Parking in Hawkshead

The tiny village is still the same collection of higgledy-piggledy houses, archways, and squares beloved by William Wordsworth and Beatrix Potter. Cars are banned from the village, there being  a large car park on the outskirts of the village. Tourism is now the main industry in the village, with many pleasant inns, guest houses, teashops and gift shops.


image of Hawkshead Village in the Lake District
Looking at Anne Tyson’s Cottage on Leather, Rag and Putty Street (now – Wordsworth St)

Hawkshead History

Whilst at school in Hawkshead, William lodged with Ann Tyson and her husband, who were in their sixties, first in the village, then at Colthouse where they moved in 1783. Anne Tyson’s cottage is now used as a holiday cottage.


The Old Grammar School was founded in 1585 by the  Archbishop of York, Edwin Sandys. The ground floor classroom retains many old desks covered in carving done by the boys,  including the poet William Wordsworth and his brother John. The school closed in  1909. Upstairs in the headmaster’s study and a classroom containing an exhibition relating to the  history of the school, the founder and William Wordsworth.


image of an aerial view of Hawkshead Village in the Lake District
Church and old grammar school just left of centre

The Beatrix Potter Gallery, a 17th Century building, was once the  office of the local solicitor William Heelis, who married Beatrix Potter in 1913, and has remained largely unaltered since his day. The Gallery, now owned byThe National Trust,  houses an annually changing  exhibition of a selection of Beatrix Potter’s original drawings and illustrations. The National Trust also own many other buildings in the village, thus preserving its almost museum like air.
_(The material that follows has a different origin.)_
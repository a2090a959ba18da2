//! Session storage backends for Promptwright.

pub mod in_memory;

pub use in_memory::InMemorySessionStore;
About half a mile out of Hawkshead is the hamlet of Colthouse. Here is one of the oldest Quaker meeting houses in Cumbria.


The 17th Century Church of St Michael & All Angels stands high looking out over the village, and has fine views to Esthwaite Water, Claife Heights, Latterbarrow, Helvellyn and the Langdales.

Grizedale Forest

Less than 3 miles from the village is the Forestry Commission Grizedale Visitor Centre. Set in the heart of Grizedale Forest, there are visitor facilities including tea rooms, adventure playground and Tree Top Trek. Mountain bike hire is available at the start of miles of biking trails through the forest. It is also an excellent start for forest walks.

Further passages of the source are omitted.